> **WHAT IS NEEDED**
In the listing below, the answer starts at the line that has "self.status.update_from_child(&child);" and stops after the line that has "flavor of the"; please repeat that part exactly and nothing more.

> **DATASET CONTENT**
******************************
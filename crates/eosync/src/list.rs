//! Per-type target list and its discovery state machine.
//!
//! A [`TargetList`] owns every target of one type (for cues, of one cue
//! list). Discovery is count-then-enumerate: request
//! `/eos/get/<type>[/<listId>]/count`, then one `/index/<i>` request per
//! announced slot, then fold the replies as they arrive. After the initial
//! sync, `notify` events punch holes back into the list (placeholders for
//! added or changed targets, full clear when the console won't say what
//! changed) and the next tick re-requests whatever is missing.
//!
//! Two statuses run in parallel: `status_internal` tracks only the count
//! handshake; `status` is the externally observable aggregate over every
//! owned target.

use std::collections::{BTreeMap, BTreeSet, HashMap};

use rosc::OscMessage;

use crate::log::Log;
use crate::number::{DecimalNumber, PathData};
use crate::osc::{Command, OscStream, arg_as_f64, arg_as_string, arg_as_u32};
use crate::socket::TcpConnection;
use crate::status::{SyncState, SyncStatus};
use crate::target::{Target, TargetType};

/// Progress of the count-then-enumerate handshake.
#[derive(Debug, Clone, Copy, Default)]
pub struct InitialSync {
    /// Target count announced by the console.
    pub count: usize,
    /// True once every announced target has been folded in.
    pub complete: bool,
}

/// All parts of one target number.
#[derive(Debug, Default)]
pub struct Parts {
    /// False while a placeholder is waiting for its info request to go out.
    pub initialized: bool,
    pub parts: BTreeMap<i32, Target>,
}

/// Every target of one type (and, for cues, one cue list).
#[derive(Debug)]
pub struct TargetList {
    ttype: TargetType,
    list_id: i32,
    targets: BTreeMap<DecimalNumber, Parts>,
    num_targets: usize,
    uid_lookup: HashMap<String, (DecimalNumber, i32)>,
    status: SyncStatus,
    status_internal: SyncStatus,
    initial_sync: InitialSync,
}

fn message(path: String) -> OscMessage {
    OscMessage {
        addr: path,
        args: Vec::new(),
    }
}

impl TargetList {
    pub fn new(ttype: TargetType, list_id: i32) -> Self {
        Self {
            ttype,
            list_id,
            targets: BTreeMap::new(),
            num_targets: 0,
            uid_lookup: HashMap::new(),
            status: SyncStatus::new(),
            status_internal: SyncStatus::new(),
            initial_sync: InitialSync::default(),
        }
    }

    pub fn target_type(&self) -> TargetType {
        self.ttype
    }

    pub fn list_id(&self) -> i32 {
        self.list_id
    }

    pub fn status(&self) -> &SyncStatus {
        &self.status
    }

    pub fn targets(&self) -> &BTreeMap<DecimalNumber, Parts> {
        &self.targets
    }

    pub fn num_targets(&self) -> usize {
        self.num_targets
    }

    pub fn initial_sync(&self) -> &InitialSync {
        &self.initial_sync
    }

    /// Look up one target by number and part.
    pub fn target(&self, num: DecimalNumber, part: i32) -> Option<&Target> {
        self.targets.get(&num).and_then(|p| p.parts.get(&part))
    }

    /// Resolve a console-assigned UID to its target.
    pub fn target_by_uid(&self, uid: &str) -> Option<&Target> {
        let (num, part) = self.uid_lookup.get(uid)?;
        self.target(*num, *part)
    }

    /// UID index entries, as `(uid, (number, part))`.
    pub fn uid_lookup(&self) -> &HashMap<String, (DecimalNumber, i32)> {
        &self.uid_lookup
    }

    /// Reset to the uninitialized state, dropping every target.
    pub fn clear(&mut self) {
        self.targets.clear();
        self.num_targets = 0;
        self.uid_lookup.clear();
        self.initial_sync = InitialSync::default();
        self.status.set_value(SyncState::Uninitialized);
        self.status_internal.set_value(SyncState::Uninitialized);
    }

    /// Mark this list as trivially complete without talking to the
    /// console. Used for the placeholder cue lists the router installs.
    pub fn initialize_as_dummy(&mut self) {
        self.clear();
        self.status_internal.set_value(SyncState::Complete);
        self.status.set_value(SyncState::Complete);
        self.initial_sync.complete = true;
    }

    /// `/eos/get/<type>[/<listId>]`
    fn request_base(&self) -> String {
        if self.ttype == TargetType::Cue {
            format!("/eos/get/{}/{}", self.ttype.name(), self.list_id)
        } else {
            format!("/eos/get/{}", self.ttype.name())
        }
    }

    /// `/eos/out/get/<type>[/<listId>]`
    fn reply_base(&self) -> String {
        if self.ttype == TargetType::Cue {
            format!("/eos/out/get/{}/{}", self.ttype.name(), self.list_id)
        } else {
            format!("/eos/out/get/{}", self.ttype.name())
        }
    }

    /// Advance discovery: kick off the count request, request info for any
    /// placeholder, and promote the aggregate status once everything the
    /// console announced has arrived.
    pub fn tick(&mut self, tcp: &mut TcpConnection, osc: &mut OscStream, log: &mut Log) {
        match self.status_internal.value() {
            SyncState::Uninitialized => {
                let path = format!("{}/count", self.request_base());
                if osc.send(tcp, log, message(path), false) {
                    self.status_internal.set_value(SyncState::Running);
                }
            }
            SyncState::Running => {
                // waiting for the count reply
            }
            SyncState::Complete => {
                if self.status.value() != SyncState::Running {
                    return;
                }

                let mut all_targets_complete = true;
                let base = self.request_base();
                for (num, parts) in self.targets.iter_mut() {
                    if !parts.initialized {
                        // a notify left a placeholder; request its info
                        let path = format!("{base}/{num}");
                        if osc.send(tcp, log, message(path), false) {
                            parts.initialized = true;
                        }
                        all_targets_complete = false;
                    } else if parts.parts.is_empty() {
                        // info request is out, reply pending
                        all_targets_complete = false;
                    } else if parts
                        .parts
                        .values()
                        .any(|t| t.status().value() != SyncState::Complete)
                    {
                        all_targets_complete = false;
                    }
                }

                if all_targets_complete {
                    if self.initial_sync.complete {
                        self.status.set_value(SyncState::Complete);
                    } else if self.num_targets >= self.initial_sync.count {
                        self.initial_sync.complete = true;
                        self.status.set_value(SyncState::Complete);
                    }
                }
            }
        }
    }

    /// Fold one `/eos/out/get/` reply into the list.
    pub fn recv(&mut self, tcp: &mut TcpConnection, osc: &mut OscStream, log: &mut Log, cmd: &Command) {
        match self.status_internal.value() {
            SyncState::Running => {
                let count_path = format!("{}/count", self.reply_base());
                if cmd.path == count_path {
                    if cmd.args.is_empty() {
                        return;
                    }
                    let count = match arg_as_u32(&cmd.args[0]) {
                        Some(count) => count as usize,
                        None => {
                            log.error(format!("ignored reply \"{}\", missing argument", cmd.path));
                            0
                        }
                    };
                    self.initial_sync.count = count;

                    let base = self.request_base();
                    for i in 0..count {
                        let path = format!("{base}/index/{i}");
                        if !osc.send(tcp, log, message(path.clone()), false) {
                            log.error(format!("failed to send command \"{path}\""));
                        }
                    }

                    self.status.set_value(SyncState::Running);
                    self.status_internal.set_value(SyncState::Complete);
                } else {
                    log.error(format!("ignored reply \"{}\", unhandled command", cmd.path));
                }
            }
            SyncState::Complete => {
                let prefix = format!("{}/", self.reply_base());
                if !cmd.path.starts_with(&prefix) {
                    log.error(format!("ignored reply \"{}\", unexpected format", cmd.path));
                    return;
                }
                match PathData::parse(&cmd.path, prefix.len()) {
                    Some(path_data) if path_data.key.is_valid() => {
                        self.process_received_target(log, cmd, &path_data);
                    }
                    Some(_) => {
                        log.error(format!("ignored reply \"{}\", invalid target", cmd.path));
                    }
                    None => {
                        log.error(format!("ignored reply \"{}\", could not extract target", cmd.path));
                    }
                }
            }
            SyncState::Uninitialized => {
                log.info(format!("ignored unsolicited reply \"{}\"", cmd.path));
            }
        }
    }

    fn process_received_target(&mut self, log: &mut Log, cmd: &Command, path_data: &PathData) {
        let mut part = path_data.key.part;
        match self.ttype {
            TargetType::Cue => {
                if part < 0 {
                    log.error(format!("invalid part number specified \"{}\"", cmd.path));
                    return;
                }
            }
            TargetType::Patch => {
                if part < 1 {
                    log.error(format!("invalid part number specified \"{}\"", cmd.path));
                    return;
                }
            }
            _ => {
                if part != 0 {
                    log.warning(format!("invalid part number specified \"{}\"", cmd.path));
                    part = 0;
                }
            }
        }

        let num = path_data.key.num;
        let base_target_info = path_data.group.is_empty();

        let uid = if base_target_info && cmd.args.len() > 1 {
            arg_as_string(&cmd.args[1]).unwrap_or_default()
        } else {
            String::new()
        };

        if base_target_info && uid.is_empty() {
            // a base reply without a UID announces a deletion
            let mut drop_number = false;
            if let Some(parts) = self.targets.get_mut(&num) {
                if parts.parts.remove(&part).is_some() {
                    self.uid_lookup.retain(|_, owner| *owner != (num, part));
                    self.num_targets -= 1;
                    self.status.set_dirty();
                }
                drop_number = parts.parts.is_empty();
            }
            if drop_number {
                self.targets.remove(&num);
            }
            return;
        }

        let ttype = self.ttype;
        let parts = self.targets.entry(num).or_default();
        parts.initialized = true;
        let added = if parts.parts.contains_key(&part) {
            false
        } else {
            parts.parts.insert(part, Target::new(ttype));
            true
        };

        if added {
            self.num_targets += 1;
            if uid.is_empty() {
                log.error(format!("target reply missing UID \"{}\"", cmd.path));
            } else {
                self.uid_lookup.insert(uid, (num, part));
            }
            self.status.set_dirty();
        }

        let Some(target) = self.targets.get_mut(&num).and_then(|p| p.parts.get_mut(&part)) else {
            return;
        };
        target.recv(log, cmd, path_data);
        let child = target.status().clone();
        self.status.update_from_child(&child);
    }

    /// Merge a `/eos/out/notify/` event.
    pub fn notify(&mut self, log: &mut Log, cmd: &Command) {
        if !self.initial_sync.complete {
            log.info(format!(
                "notified during initial sync \"{}\", restarting...",
                cmd.path
            ));
            self.clear();
            return;
        }

        // first arg is a sequence number used by the UDP flavor of the
        // protocol; skipped even over TCP
        if cmd.args.len() <= 1 {
            // the console won't say what changed; the whole list is dirty
            self.clear();
            return;
        }

        let mut bad_args = false;
        let mut numbers: BTreeSet<DecimalNumber> = BTreeSet::new();
        for arg in &cmd.args[1..] {
            if arg_as_f64(arg).is_some() {
                match arg_as_string(arg).map(|s| s.parse::<DecimalNumber>()) {
                    Some(Ok(num)) => {
                        numbers.insert(num);
                    }
                    _ => bad_args = true,
                }
            } else {
                // not a plain number; expecting an inclusive "a-b" range
                let mut got_range = false;
                if let Some(s) = arg_as_string(arg) {
                    if s.len() > 2 {
                        if let Some(n) = s.find('-') {
                            if n != 0 && n < s.len() - 1 {
                                if let (Ok(start), Ok(end)) =
                                    (s[..n].parse::<i32>(), s[n + 1..].parse::<i32>())
                                {
                                    if start <= end {
                                        for v in start..=end {
                                            numbers.insert(DecimalNumber::from(v));
                                        }
                                        got_range = true;
                                    }
                                }
                            }
                        }
                    }
                }
                if !got_range {
                    bad_args = true;
                }
            }
        }

        if bad_args {
            log.error(format!("invalid arguments in notify \"{}\"", cmd.path));
            return;
        }

        for num in numbers {
            match self.targets.get_mut(&num) {
                None => {
                    // new target; placeholder until the next tick requests it
                    self.targets.insert(num, Parts::default());
                    self.status.set_value(SyncState::Running);
                }
                Some(parts) => {
                    // existing target changed; drop its data, keep a placeholder
                    let removed = parts.parts.len();
                    parts.parts.clear();
                    parts.initialized = false;
                    self.uid_lookup.retain(|_, owner| owner.0 != num);
                    self.num_targets -= removed;
                    self.status.set_value(SyncState::Running);
                }
            }
        }
    }

    pub fn clear_dirty(&mut self) {
        if self.status.dirty() {
            for parts in self.targets.values_mut() {
                for target in parts.parts.values_mut() {
                    target.clear_dirty();
                }
            }
            self.status.clear_dirty();
        }
    }
}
******************************
> **RESPONSE BELOW**
        self.status.update_from_child(&child);
    }

    /// Merge a `/eos/out/notify/` event.
    pub fn notify(&mut self, log: &mut Log, cmd: &Command) {
        if !self.initial_sync.complete {
            log.info(format!(
                "notified during initial sync \"{}\", restarting...",
                cmd.path
            ));
            self.clear();
            return;
        }

        // first arg is a sequence number used by the UDP flavor of the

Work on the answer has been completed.